A história da minha família é daquelas que dava um livro. Tipo saga familiar imbricada no contexto histórico e político cambiante do país. Quando os meus pais se conheceram, cada um deles tinha uma filha pequena de um primeiro casamento. Os meus pais partiram para Angola, os pais das minhas irmãs juntaram-se. As minhas irmãs – que não são irmãs – são mais irmãs uma da outra do que minhas. Os meus pais separaram-se, mas ficaram a viver na mesma rua. Eu saltitava de casa em casa. O meu pai teve mais um filho com outra mulher, com quem vivi desde que me lembro de ser gente até à adolescência. Entretanto – e porque há gajos que demoram imenso tempo a achar a pessoa certa, mas nunca desistem – o meu pai voltou a separar-se. Não teve mais filhos. Vive há mais de 20 anos com a mesma mulher.

Em nossa casa, não havia madrastas, nem padrastos. Excepto nos contos de fadas. Cada um tinha o seu lugar e nunca houve atropelos. Um dia, a Lena chegou a casa a rir. Uma colega minha da Primária encontrou-a no café e perguntou-lhe descarada: “Você é que é a madrasta da Rita, não é?”. Na altura, ainda não havia muitos divórcios em Portugal e eu era um bicho raro. O termo ficou, por brincadeira. A Lena passou a ser a minha “madrasta” e assim se manteve mesmo depois de se ter separado do meu pai. Aliás, chamo-lhe muitas vezes “Bruxa”. Ao que ela responde “Parva”. Entre nós é só amor, como se pode ver.

A minha madrasta não é minha madrasta, mas eu não me importo. É a pessoa mais bruta que conheço. Mas é também a mais sensata. Diz as verdades todas na cara e às vezes dói. Magoa. Não chora, nem é pessoa de grandes mimos. Passou anos a dizer que me estava a meter num buraco sem saída, apesar de eu não a compreender. Não aprovou a pessoa que escolhi e deixou-o sempre bem claro. Recebeu com desagrado cada uma das minhas gravidezes. Olhou com desprezo para a vida que fui construindo e que ela via que não me deixava feliz. Que era uma armadilha. Mas esteve sempre presente. Do primeiro ao último momento. Quando tudo se desmoronou, foi em casa dela que me refugiei. Disse-me “eu bem te avisei” muitas vezes. Demasiadas vezes. Mas, depois, também me disse que estava na altura de andar para a frente, de fazer alguma coisa da minha vida. Tenho a certeza que ficou de coração partido quando vim para a Bélgica com os miúdos, ela que já tinha visto o filho emigrar para a Holanda. A ambos nos disse que era a melhor solução possível.
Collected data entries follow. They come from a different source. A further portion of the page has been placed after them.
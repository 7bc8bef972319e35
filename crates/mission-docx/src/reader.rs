//! Paragraph extraction from `word/document.xml`
//!
//! Reads back the paragraph style and plain text of each `<w:p>`. Used to
//! inspect generated documents.

use quick_xml::events::{BytesStart, Event};
use quick_xml::Reader;

use crate::archive::PackageArchive;
use crate::error::{DocxError, Result};

/// A body paragraph: style id and concatenated run text
#[derive(Debug, Clone, PartialEq, Eq, Default)]
pub struct DocParagraph {
    pub style: Option<String>,
    pub text: String,
}

/// Extract paragraphs from document XML, in order.
///
/// `<w:tab/>` becomes `\t`; all other markup is dropped.
pub fn extract_paragraphs(document_xml: &[u8]) -> Result<Vec<DocParagraph>> {
    let mut reader = Reader::from_reader(document_xml);
    reader.config_mut().trim_text(false);

    let mut paragraphs = Vec::new();
    let mut current: Option<DocParagraph> = None;
    let mut in_text = false;
    let mut buf = Vec::new();

    loop {
        match reader.read_event_into(&mut buf) {
            Ok(Event::Start(ref e)) => match e.local_name().as_ref() {
                b"p" => current = Some(DocParagraph::default()),
                b"t" => in_text = true,
                b"pStyle" => set_style(&mut current, e),
                _ => {}
            },
            Ok(Event::Empty(ref e)) => match e.local_name().as_ref() {
                b"p" => paragraphs.push(DocParagraph::default()),
                b"pStyle" => set_style(&mut current, e),
                b"tab" => {
                    if let Some(paragraph) = current.as_mut() {
                        paragraph.text.push('\t');
                    }
                }
                _ => {}
            },
            Ok(Event::Text(ref e)) if in_text => {
                if let Some(paragraph) = current.as_mut() {
                    paragraph.text.push_str(&e.unescape()?);
                }
            }
            Ok(Event::End(ref e)) => match e.local_name().as_ref() {
                b"t" => in_text = false,
                b"p" => paragraphs.extend(current.take()),
                _ => {}
            },
            Ok(Event::Eof) => break,
            Err(e) => return Err(DocxError::Xml(e)),
            _ => {}
        }
        buf.clear();
    }

    Ok(paragraphs)
}

/// Unpack a DOCX and extract its body paragraphs
pub fn read_paragraphs(docx: &[u8]) -> Result<Vec<DocParagraph>> {
    let archive = PackageArchive::from_bytes(docx)?;
    extract_paragraphs(archive.document_xml()?)
}

fn set_style(current: &mut Option<DocParagraph>, element: &BytesStart<'_>) {
    let Some(paragraph) = current.as_mut() else {
        return;
    };
    paragraph.style = element
        .attributes()
        .filter_map(|a| a.ok())
        .find(|attr| attr.key.local_name().as_ref() == b"val")
        .and_then(|attr| attr.unescape_value().ok())
        .map(|value| value.into_owned());
}
//! mission-core - lesson plan outlines and signal gauges
//!
//! Core library for Mission Control: turns a generated lesson plan into
//! sections and classified lines, drives renderers over them, and maps
//! consensus signals onto a gauge.
//!
//! # Example
//!
//! ```
//! use mission_core::{parse_sections, classify_lines, Palette, ScreenRenderer, StyleTable};
//! use mission_ast::Line;
//!
//! let sections = parse_sections("# Plan\n## Materials\n- glue\n- paper\n");
//! assert_eq!(sections[0].title, "Materials");
//!
//! let lines = classify_lines(&sections[0].content);
//! assert_eq!(lines[0], Line::Bullet { content: "glue".to_string() });
//!
//! let styles = StyleTable::default();
//! let palette = Palette::default();
//! let cards = ScreenRenderer::new(&styles, &palette).render(&sections);
//! assert_eq!(cards[0].items.len(), 2);
//! ```

pub mod classify;
pub mod config;
pub mod error;
pub mod gauge;
pub mod inline;
pub mod outline;
pub mod render;
pub mod screen;
pub mod store;
pub mod style;
pub mod view;
pub mod xml;

// Re-export main types and functions
pub use classify::{classify_line, classify_lines, SectionLines};
pub use config::Settings;
pub use error::{CoreError, Result};
pub use gauge::{fill_arc, needle_angle, needle_offset, GaugeGeometry, GaugeReading, SourceBar};
pub use inline::expand_emphasis;
pub use outline::{parse_sections, parse_sections_with, DEFAULT_SECTION_TITLE};
pub use render::{render_sections, DisplayMode, Emitted, KindRecorder, PlanRenderer};
pub use screen::{Card, CardItem, ChecklistState, ScreenPage, ScreenRenderer};
pub use store::PlanStore;
pub use style::{AccentColors, Palette, SectionStyle, StyleTable};
pub use view::{PlanView, RecordState, RegenerateGate};
pub use xml::escape_xml;

/// Crate version
pub const VERSION: &str = env!("CARGO_PKG_VERSION");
A avó preferida dos meus filhos não é avó deles, mas eles não se importam. Foi a primeira pessoa a quem chamaram “avó”, ainda antes de completarem um ano. Dá-lhes os mimos todos que nunca a vi dar a ninguém. Em casa dela podem fazer tudo o que estão proibidos de fazer nos outros sítios. Dá-lhes prendas e pizzas e gelados. E cinema. Deixa-os alugar os filmes mais idiotas e enrosca-se com eles a vê-los no sofá. Faz os programas mais absurdos. Deixa-os deitarem-se às tantas. Foi a pessoa que mais vezes nos veio visitar. Com a mala sempre cheia de guloseimas e papa Cerelac. Conheceu a casinha de Malempré quase vazia e, agora, o novo palácio onde já pode fumar no quintal. O sorriso foi sempre o mesmo.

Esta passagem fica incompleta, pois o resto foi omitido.